TO DO:
The answer must be every line from the entries below that contains "eprintln".

▬▬▬▬▬▬

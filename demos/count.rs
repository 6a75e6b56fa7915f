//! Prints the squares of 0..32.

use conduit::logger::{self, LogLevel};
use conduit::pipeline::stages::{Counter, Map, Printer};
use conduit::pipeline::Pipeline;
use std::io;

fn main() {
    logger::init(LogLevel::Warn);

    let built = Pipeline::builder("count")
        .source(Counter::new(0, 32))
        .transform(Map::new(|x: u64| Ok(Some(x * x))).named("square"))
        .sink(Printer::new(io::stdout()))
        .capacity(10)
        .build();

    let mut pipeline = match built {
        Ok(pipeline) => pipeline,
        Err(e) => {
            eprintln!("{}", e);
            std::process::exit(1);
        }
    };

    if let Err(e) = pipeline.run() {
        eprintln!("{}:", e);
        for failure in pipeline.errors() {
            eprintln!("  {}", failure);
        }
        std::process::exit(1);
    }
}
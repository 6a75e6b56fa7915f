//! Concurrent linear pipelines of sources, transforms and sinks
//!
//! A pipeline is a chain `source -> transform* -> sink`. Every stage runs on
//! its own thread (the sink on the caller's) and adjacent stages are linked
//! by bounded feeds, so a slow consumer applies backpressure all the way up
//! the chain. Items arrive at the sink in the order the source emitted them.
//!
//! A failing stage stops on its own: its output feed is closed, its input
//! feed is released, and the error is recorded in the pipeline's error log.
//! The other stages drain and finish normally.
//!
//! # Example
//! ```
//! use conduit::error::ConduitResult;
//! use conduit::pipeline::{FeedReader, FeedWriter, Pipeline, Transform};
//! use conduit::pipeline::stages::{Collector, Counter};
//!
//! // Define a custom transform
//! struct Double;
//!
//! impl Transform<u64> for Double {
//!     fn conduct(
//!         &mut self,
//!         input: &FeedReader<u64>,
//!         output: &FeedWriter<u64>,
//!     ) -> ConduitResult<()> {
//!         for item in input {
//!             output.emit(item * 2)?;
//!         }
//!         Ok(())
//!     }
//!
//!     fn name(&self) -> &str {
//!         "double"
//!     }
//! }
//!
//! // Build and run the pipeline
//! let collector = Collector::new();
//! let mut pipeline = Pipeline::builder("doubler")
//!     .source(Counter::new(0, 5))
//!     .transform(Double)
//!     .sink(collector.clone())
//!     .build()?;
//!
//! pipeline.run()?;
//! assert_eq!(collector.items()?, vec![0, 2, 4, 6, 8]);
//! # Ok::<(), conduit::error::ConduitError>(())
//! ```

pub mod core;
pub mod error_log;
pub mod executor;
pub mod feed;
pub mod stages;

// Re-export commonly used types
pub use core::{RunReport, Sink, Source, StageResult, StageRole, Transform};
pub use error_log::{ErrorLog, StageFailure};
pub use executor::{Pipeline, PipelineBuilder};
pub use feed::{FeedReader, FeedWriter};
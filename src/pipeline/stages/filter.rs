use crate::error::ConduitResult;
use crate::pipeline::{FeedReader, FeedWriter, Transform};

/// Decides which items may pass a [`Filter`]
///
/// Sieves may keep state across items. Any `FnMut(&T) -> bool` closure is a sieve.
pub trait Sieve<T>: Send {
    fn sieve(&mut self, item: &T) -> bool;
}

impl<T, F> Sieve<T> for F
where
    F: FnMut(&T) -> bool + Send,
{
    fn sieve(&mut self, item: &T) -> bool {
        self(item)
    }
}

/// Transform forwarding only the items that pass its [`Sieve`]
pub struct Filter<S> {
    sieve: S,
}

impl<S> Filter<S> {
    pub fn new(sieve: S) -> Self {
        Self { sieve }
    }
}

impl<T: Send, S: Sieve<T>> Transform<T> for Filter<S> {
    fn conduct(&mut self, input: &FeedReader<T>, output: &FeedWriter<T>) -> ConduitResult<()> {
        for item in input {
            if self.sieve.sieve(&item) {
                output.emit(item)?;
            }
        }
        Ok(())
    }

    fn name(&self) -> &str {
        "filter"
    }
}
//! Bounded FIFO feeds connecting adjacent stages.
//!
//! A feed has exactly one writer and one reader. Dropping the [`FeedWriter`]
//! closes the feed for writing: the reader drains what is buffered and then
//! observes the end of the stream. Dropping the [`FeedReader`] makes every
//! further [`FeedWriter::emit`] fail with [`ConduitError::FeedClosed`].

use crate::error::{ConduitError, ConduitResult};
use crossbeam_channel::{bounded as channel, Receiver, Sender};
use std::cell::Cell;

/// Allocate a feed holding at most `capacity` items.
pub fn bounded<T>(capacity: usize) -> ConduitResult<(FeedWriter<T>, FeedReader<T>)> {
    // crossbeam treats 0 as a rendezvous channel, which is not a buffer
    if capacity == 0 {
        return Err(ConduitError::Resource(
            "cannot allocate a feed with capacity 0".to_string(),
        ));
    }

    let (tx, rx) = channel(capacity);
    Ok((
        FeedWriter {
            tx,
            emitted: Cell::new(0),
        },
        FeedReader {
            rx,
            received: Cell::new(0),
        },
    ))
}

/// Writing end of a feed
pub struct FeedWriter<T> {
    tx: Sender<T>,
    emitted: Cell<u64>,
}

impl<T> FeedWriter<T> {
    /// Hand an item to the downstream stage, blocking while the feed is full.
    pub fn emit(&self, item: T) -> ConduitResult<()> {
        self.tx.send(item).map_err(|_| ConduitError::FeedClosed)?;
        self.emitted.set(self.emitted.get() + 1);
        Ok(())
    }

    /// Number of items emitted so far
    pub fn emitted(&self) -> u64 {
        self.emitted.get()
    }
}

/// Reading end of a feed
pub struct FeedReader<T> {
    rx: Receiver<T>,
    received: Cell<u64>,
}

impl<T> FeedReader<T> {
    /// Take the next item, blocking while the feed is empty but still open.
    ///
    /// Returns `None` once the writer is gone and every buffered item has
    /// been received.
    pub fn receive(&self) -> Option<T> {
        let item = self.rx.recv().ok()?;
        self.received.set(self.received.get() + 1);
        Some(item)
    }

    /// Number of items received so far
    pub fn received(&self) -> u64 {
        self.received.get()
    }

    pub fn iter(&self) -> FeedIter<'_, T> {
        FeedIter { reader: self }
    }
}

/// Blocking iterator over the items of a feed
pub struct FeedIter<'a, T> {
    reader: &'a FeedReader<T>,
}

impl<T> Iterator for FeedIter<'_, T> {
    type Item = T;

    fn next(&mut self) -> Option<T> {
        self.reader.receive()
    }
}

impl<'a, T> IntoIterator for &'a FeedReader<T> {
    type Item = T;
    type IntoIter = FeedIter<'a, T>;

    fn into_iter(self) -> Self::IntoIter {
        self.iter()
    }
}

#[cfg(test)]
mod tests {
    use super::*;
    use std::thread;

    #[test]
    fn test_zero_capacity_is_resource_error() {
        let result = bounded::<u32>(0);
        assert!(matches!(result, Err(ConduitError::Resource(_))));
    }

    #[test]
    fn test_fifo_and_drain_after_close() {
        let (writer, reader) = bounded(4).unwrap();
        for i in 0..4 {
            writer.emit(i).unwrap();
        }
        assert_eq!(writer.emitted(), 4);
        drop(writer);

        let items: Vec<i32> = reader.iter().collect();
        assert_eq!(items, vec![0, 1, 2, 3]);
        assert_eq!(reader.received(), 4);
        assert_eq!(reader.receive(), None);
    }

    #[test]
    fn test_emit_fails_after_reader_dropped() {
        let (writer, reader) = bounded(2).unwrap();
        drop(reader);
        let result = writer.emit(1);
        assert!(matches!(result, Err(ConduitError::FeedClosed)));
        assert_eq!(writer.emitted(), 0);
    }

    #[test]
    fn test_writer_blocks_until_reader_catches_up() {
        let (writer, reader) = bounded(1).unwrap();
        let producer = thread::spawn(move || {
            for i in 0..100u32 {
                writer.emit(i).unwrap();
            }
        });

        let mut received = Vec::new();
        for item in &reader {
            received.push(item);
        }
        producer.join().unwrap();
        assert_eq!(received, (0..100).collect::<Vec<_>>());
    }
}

▬▬▬▬▬▬

TASK OUTPUT:
            eprintln!("{}", e);
        eprintln!("{}:", e);
            eprintln!("  {}", failure);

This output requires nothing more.